Тем не менее лето у дедушки с бабушкой было прекрасным. Я обожала собирать грибы. Маслят в Белоруссии было море. С увлечением ловила жуков и бабочек, из листьев делала гербарий.
Я там, кстати, и родилась. Мама забеременела поздно, в тридцать три года. Московские врачи категорически запретили ей рожать из-за врожденного порока сердца и сразу же предупредили: в критический момент будут спасать мать, а не ребенка. Белорусские бабушка с дедушкой жили на одной лестничной площадке с врачами. Соседи и на шли акушера, который рискнул принять сложные роды.

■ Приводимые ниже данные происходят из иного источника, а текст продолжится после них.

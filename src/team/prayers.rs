//! Prayer requests

use chrono::Utc;
use serde_json::json;

use crate::error::{Error, Result};
use crate::models::board::toggle_email;
use crate::models::{PrayerComment, PrayerRequest, ReactionKind};
use crate::session::{Session, SessionError};
use crate::store::{criteria, Collection, SharedDocumentStore, Stored, StoreError, DEFAULT_LIST_LIMIT};

/// Author shown when the poster has no name
pub const ANONYMOUS_AUTHOR: &str = "익명";

pub struct PrayerWall {
    prayers: Collection<PrayerRequest>,
    list_limit: usize,
}

impl PrayerWall {
    pub fn new(store: SharedDocumentStore) -> Self {
        Self {
            prayers: Collection::new(store),
            list_limit: DEFAULT_LIST_LIMIT,
        }
    }

    pub fn with_list_limit(mut self, limit: usize) -> Self {
        self.list_limit = limit;
        self
    }

    /// Newest first
    pub async fn list(&self) -> Result<Vec<Stored<PrayerRequest>>> {
        Ok(self.prayers.list("-created_date", self.list_limit).await?)
    }

    /// (active, answered)
    pub async fn split(&self) -> Result<(Vec<Stored<PrayerRequest>>, Vec<Stored<PrayerRequest>>)> {
        Ok(self.list().await?.into_iter().partition(|p| !p.is_answered))
    }

    async fn fetch(&self, id: &str) -> Result<Stored<PrayerRequest>> {
        Ok(self
            .prayers
            .get(id)
            .await?
            .ok_or_else(|| StoreError::not_found(self.prayers.name(), id))?)
    }

    /// The session's display name; blank names post as 익명
    fn author_of(session: &Session) -> String {
        if session.author_name().trim().is_empty() {
            ANONYMOUS_AUTHOR.to_string()
        } else {
            session.author_name().to_string()
        }
    }

    /// Post with fresh prayer, reaction and comment lists
    pub async fn post(&self, session: &Session, mut request: PrayerRequest) -> Result<Stored<PrayerRequest>> {
        request.author_name = Self::author_of(session);
        request.created_by = Some(session.email().to_string());
        request.prayers.clear();
        request.reactions = Default::default();
        request.comments.clear();
        request.is_answered = false;
        request.answer_testimony = None;

        let stored = self.prayers.create(&request).await?;
        tracing::info!(id = %stored.id, urgent = stored.is_urgent, "Prayer request posted");
        Ok(stored)
    }

    /// Add or remove the session user from the praying list
    pub async fn toggle_praying(&self, session: &Session, id: &str) -> Result<Stored<PrayerRequest>> {
        let mut prayers = self.fetch(id).await?.value.prayers;
        toggle_email(&mut prayers, session.email());
        Ok(self
            .prayers
            .patch(id, criteria([("prayers", json!(prayers))]))
            .await?)
    }

    pub async fn toggle_reaction(
        &self,
        session: &Session,
        id: &str,
        kind: ReactionKind,
    ) -> Result<Stored<PrayerRequest>> {
        let mut reactions = self.fetch(id).await?.value.reactions;
        toggle_email(reactions.get_mut(kind), session.email());
        Ok(self
            .prayers
            .patch(id, criteria([("reactions", json!(reactions))]))
            .await?)
    }

    pub async fn add_comment(
        &self,
        session: &Session,
        id: &str,
        content: &str,
    ) -> Result<Stored<PrayerRequest>> {
        if content.trim().is_empty() {
            return Err(Error::validation("comment must not be blank"));
        }

        let mut comments = self.fetch(id).await?.value.comments;
        comments.push(PrayerComment {
            id: uuid::Uuid::new_v4().to_string(),
            author: Self::author_of(session),
            content: content.to_string(),
            created_at: Utc::now(),
        });
        Ok(self
            .prayers
            .patch(id, criteria([("comments", json!(comments))]))
            .await?)
    }

    /// Only the member who posted the request may mark it answered
    pub async fn mark_answered(
        &self,
        session: &Session,
        id: &str,
        testimony: &str,
    ) -> Result<Stored<PrayerRequest>> {
        let current = self.fetch(id).await?;
        if current.created_by.as_deref() != Some(session.email()) {
            return Err(SessionError::PermissionDenied {
                action: "mark prayer answered".to_string(),
            }
            .into());
        }
        if testimony.trim().is_empty() {
            return Err(Error::validation("testimony must not be blank"));
        }

        let stored = self
            .prayers
            .patch(
                id,
                criteria([
                    ("is_answered", json!(true)),
                    ("answer_testimony", json!(testimony)),
                ]),
            )
            .await?;
        tracing::info!(id, "Prayer marked answered");
        Ok(stored)
    }

    /// Team leader only
    pub async fn delete(&self, session: &Session, id: &str) -> Result<()> {
        session.require_delete("delete prayer request")?;
        self.prayers.delete(id).await?;
        Ok(())
    }
}

#[cfg(test)]
mod tests {
    use super::*;
    use crate::models::{Member, PrayerCategory};
    use crate::session::FALLBACK_NAME;
    use crate::store::create_memory_store;
    use chrono::NaiveDate;

    fn member_session(name: &str, email: &str) -> Session {
        let member = Stored {
            id: format!("id-{name}"),
            version: 1,
            created_date: None,
            updated_date: None,
            value: Member::new(name).with_email(email),
        };
        Session::sign_in(&member, NaiveDate::from_ymd_opt(2025, 1, 5).unwrap())
    }

    #[tokio::test]
    async fn test_post_resets_lists() {
        let wall = PrayerWall::new(create_memory_store());
        let mut request = PrayerRequest::new("Family health", PrayerCategory::Family);
        request.prayers.push("someone@example.com".to_string());

        let anon = wall.post(&Session::anonymous(), request).await.unwrap();
        assert_eq!(anon.author_name, FALLBACK_NAME);
        assert!(anon.prayers.is_empty());
        assert_eq!(anon.created_by.as_deref(), Some("user@hiel.church"));
    }

    #[tokio::test]
    async fn test_toggles() {
        let wall = PrayerWall::new(create_memory_store());
        let kim = member_session("Kim", "kim@example.com");
        let posted = wall
            .post(&kim, PrayerRequest::new("Exams", PrayerCategory::Personal))
            .await
            .unwrap();

        let on = wall.toggle_praying(&kim, &posted.id).await.unwrap();
        assert_eq!(on.prayers, vec!["kim@example.com".to_string()]);
        let off = wall.toggle_praying(&kim, &posted.id).await.unwrap();
        assert!(off.prayers.is_empty());

        let reacted = wall
            .toggle_reaction(&kim, &posted.id, ReactionKind::Heart)
            .await
            .unwrap();
        assert_eq!(reacted.reactions.get(ReactionKind::Heart).len(), 1);
        assert!(reacted.reactions.get(ReactionKind::Pray).is_empty());
    }

    #[tokio::test]
    async fn test_comments_append() {
        let wall = PrayerWall::new(create_memory_store());
        let kim = member_session("Kim", "kim@example.com");
        let posted = wall
            .post(&kim, PrayerRequest::new("Exams", PrayerCategory::Personal))
            .await
            .unwrap();

        wall.add_comment(&kim, &posted.id, "praying!").await.unwrap();
        let updated = wall
            .add_comment(&Session::anonymous(), &posted.id, "me too")
            .await
            .unwrap();
        assert_eq!(updated.comments.len(), 2);
        assert_eq!(updated.comments[1].author, FALLBACK_NAME);
        assert!(wall.add_comment(&kim, &posted.id, "  ").await.is_err());
    }

    #[tokio::test]
    async fn test_only_author_marks_answered() {
        let wall = PrayerWall::new(create_memory_store());
        let kim = member_session("Kim", "kim@example.com");
        let lee = member_session("Lee", "lee@example.com");
        let posted = wall
            .post(&kim, PrayerRequest::new("Job", PrayerCategory::Personal))
            .await
            .unwrap();

        assert!(wall.mark_answered(&lee, &posted.id, "thanks").await.is_err());
        let answered = wall
            .mark_answered(&kim, &posted.id, "Got the job")
            .await
            .unwrap();
        assert!(answered.is_answered);
        assert_eq!(answered.answer_testimony.as_deref(), Some("Got the job"));

        let (active, done) = wall.split().await.unwrap();
        assert!(active.is_empty());
        assert_eq!(done.len(), 1);
    }

    #[tokio::test]
    async fn test_blank_display_name_posts_as_anonymous() {
        let wall = PrayerWall::new(create_memory_store());
        let blank = member_session("  ", "blank@example.com");
        let posted = wall
            .post(&blank, PrayerRequest::new("Travel", PrayerCategory::Personal))
            .await
            .unwrap();
        assert_eq!(posted.author_name, ANONYMOUS_AUTHOR);

        let commented = wall.add_comment(&blank, &posted.id, "amen").await.unwrap();
        assert_eq!(commented.comments[0].author, ANONYMOUS_AUTHOR);
    }
}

Да и с именем у меня непростая история — их... целых три. Мама назвала Олесей. Когда родители уже в Москве пошли регистрировать дочку, в ЗАГСе отказались записывать в метрике ребенка Олесей — оказывается, такого имени не существует в русском языке. Растерявшиеся папа с мамой взамен согласились на первое же пришедшее на ум — Ольга.
То, что меня зовут Олей, я узнала классе в четвертом. В поликлинике в медкарточке я ведь значилась Олесей, и в школьном журнале тоже. А когда меня крестили, батюшка сказал: «Имени Олеся в святцах нет... значит, будет Ксенией!» Так что я — Ольга, Олеся и Ксения.

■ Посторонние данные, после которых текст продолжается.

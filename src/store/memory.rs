//! In-memory document store
//!
//! Mirrors the SQLite backend's ordering and merge rules so tests written
//! against one hold for the other.

use std::collections::HashMap;
use std::sync::RwLock;

use async_trait::async_trait;

use super::{
    check_field_name, compare_values, merge_fields, new_document_id, stamp_created, Document,
    DocumentStore, Fields, SortSpec, StoreError, StoreResult,
};

/// In-memory implementation of [`DocumentStore`]
///
/// Documents are kept per collection in insertion order.
pub struct MemoryDocumentStore {
    collections: RwLock<HashMap<String, Vec<Document>>>,
}

impl MemoryDocumentStore {
    pub fn new() -> Self {
        Self {
            collections: RwLock::new(HashMap::new()),
        }
    }

    /// Number of documents across all collections
    pub fn len(&self) -> usize {
        self.collections
            .read()
            .map(|c| c.values().map(Vec::len).sum())
            .unwrap_or(0)
    }

    pub fn is_empty(&self) -> bool {
        self.len() == 0
    }

    /// Drop every document
    pub fn clear(&self) {
        if let Ok(mut collections) = self.collections.write() {
            collections.clear();
        }
    }

    fn write_merge(
        &self,
        collection: &str,
        id: &str,
        expected_version: Option<u64>,
        patch: Fields,
    ) -> StoreResult<Document> {
        let mut collections = self
            .collections
            .write()
            .map_err(|_| StoreError::LockPoisoned)?;

        let doc = collections
            .get_mut(collection)
            .and_then(|docs| docs.iter_mut().find(|d| d.id == id))
            .ok_or_else(|| StoreError::not_found(collection, id))?;

        if let Some(expected) = expected_version {
            if doc.version != expected {
                return Err(StoreError::VersionConflict {
                    collection: collection.to_string(),
                    id: id.to_string(),
                    expected,
                    found: doc.version,
                });
            }
        }

        merge_fields(&mut doc.data, patch);
        doc.version += 1;
        Ok(doc.clone())
    }
}

impl Default for MemoryDocumentStore {
    fn default() -> Self {
        Self::new()
    }
}

#[async_trait]
impl DocumentStore for MemoryDocumentStore {
    fn backend_name(&self) -> &'static str {
        "memory"
    }

    async fn list(
        &self,
        collection: &str,
        sort: &SortSpec,
        limit: usize,
    ) -> StoreResult<Vec<Document>> {
        check_field_name(&sort.field)?;
        let collections = self
            .collections
            .read()
            .map_err(|_| StoreError::LockPoisoned)?;

        let mut docs = collections.get(collection).cloned().unwrap_or_default();
        // stable sort keeps insertion order for ties
        docs.sort_by(|a, b| {
            let ord = compare_values(a.field(&sort.field), b.field(&sort.field));
            if sort.descending {
                ord.reverse()
            } else {
                ord
            }
        });
        docs.truncate(limit);
        Ok(docs)
    }

    async fn get(&self, collection: &str, id: &str) -> StoreResult<Option<Document>> {
        let collections = self
            .collections
            .read()
            .map_err(|_| StoreError::LockPoisoned)?;

        Ok(collections
            .get(collection)
            .and_then(|docs| docs.iter().find(|d| d.id == id))
            .cloned())
    }

    async fn create(&self, collection: &str, data: Fields) -> StoreResult<Document> {
        let doc = Document {
            id: new_document_id(),
            version: 1,
            data: stamp_created(data),
        };

        let mut collections = self
            .collections
            .write()
            .map_err(|_| StoreError::LockPoisoned)?;
        collections
            .entry(collection.to_string())
            .or_default()
            .push(doc.clone());
        Ok(doc)
    }

    async fn update(&self, collection: &str, id: &str, data: Fields) -> StoreResult<Document> {
        self.write_merge(collection, id, None, data)
    }

    async fn update_if_version(
        &self,
        collection: &str,
        id: &str,
        expected_version: u64,
        data: Fields,
    ) -> StoreResult<Document> {
        self.write_merge(collection, id, Some(expected_version), data)
    }

    async fn delete(&self, collection: &str, id: &str) -> StoreResult<()> {
        let mut collections = self
            .collections
            .write()
            .map_err(|_| StoreError::LockPoisoned)?;

        let docs = collections
            .get_mut(collection)
            .ok_or_else(|| StoreError::not_found(collection, id))?;
        let before = docs.len();
        docs.retain(|d| d.id != id);

        if docs.len() == before {
            return Err(StoreError::not_found(collection, id));
        }
        Ok(())
    }

    async fn filter(&self, collection: &str, criteria: &Fields) -> StoreResult<Vec<Document>> {
        for field in criteria.keys() {
            check_field_name(field)?;
        }

        let collections = self
            .collections
            .read()
            .map_err(|_| StoreError::LockPoisoned)?;

        Ok(collections
            .get(collection)
            .map(|docs| docs.iter().filter(|d| d.matches(criteria)).cloned().collect())
            .unwrap_or_default())
    }
}

#[cfg(test)]
mod tests {
    use super::*;
    use serde_json::json;

    #[tokio::test]
    async fn test_memory_store_utilities() {
        let store = MemoryDocumentStore::new();
        assert!(store.is_empty());

        let data = json!({ "name": "Kim" }).as_object().cloned().unwrap();
        store.create("members", data.clone()).await.unwrap();
        store.create("attendance", data).await.unwrap();
        assert_eq!(store.len(), 2);

        store.clear();
        assert!(store.is_empty());
    }
}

Но дома и по сей день меня никто не зовет Олей. Ольга для меня — злое имя. Если вдруг мама звенящим голосом зовет: «Оля!!!», значит, я сильно набедокурила и нужно, пока не поздно, бежать прочь сломя голову.
— Родители вас воспитывали в строгости?
— Спасало то, что оба были очень заняты. Мама играла в Театре имени Вахтангова. Папа трудился на почтовом ящике, потом в структурах Министерства геологии, пока с друзьями не создал бизнес. Он не гнушался никакой работой, спокойно мог по ночам разгружать вагоны. Прекрасно помню, как ждала, когда папа утром вернется и принесет ананас. Мне, маленькой, казалось, что разгружать вагоны — это нечто сказочное, раз за это дают диковинное лакомство. Тогда впрок закупали зеленые бананы, мама хранила их в шкафу, чтобы дозрели в темноте. Но бананы не успевали дозреть — я их тайком съедала зелеными.
В стране царила эпоха дефицита: все решали не деньги, а связи — а связи давала известность. За плечами у мамы уже были «Короткие встречи» Киры Муратовой. Правда о том, что она там снялась, никто не знал — фильм двадцать лет пролежал на полке.
Зато когда на экраны вышел многосерийный фильм «Цыган», маму стали узнавать зрители. И не просто узнавать! Однажды в Ростове цыганский табор даже пронес на руках несколько метров машину, в которой сидела Нина Русланова. Но она, надо сказать, не жаловала свою роль в этой картине и старалась о ней не вспоминать. Я же этот фильм просто невзлюбила! Мне вслед долго кричали: «А-а-а, ты дочка Катьки-аэропорт!» Это практически звучало как дочь проститутки.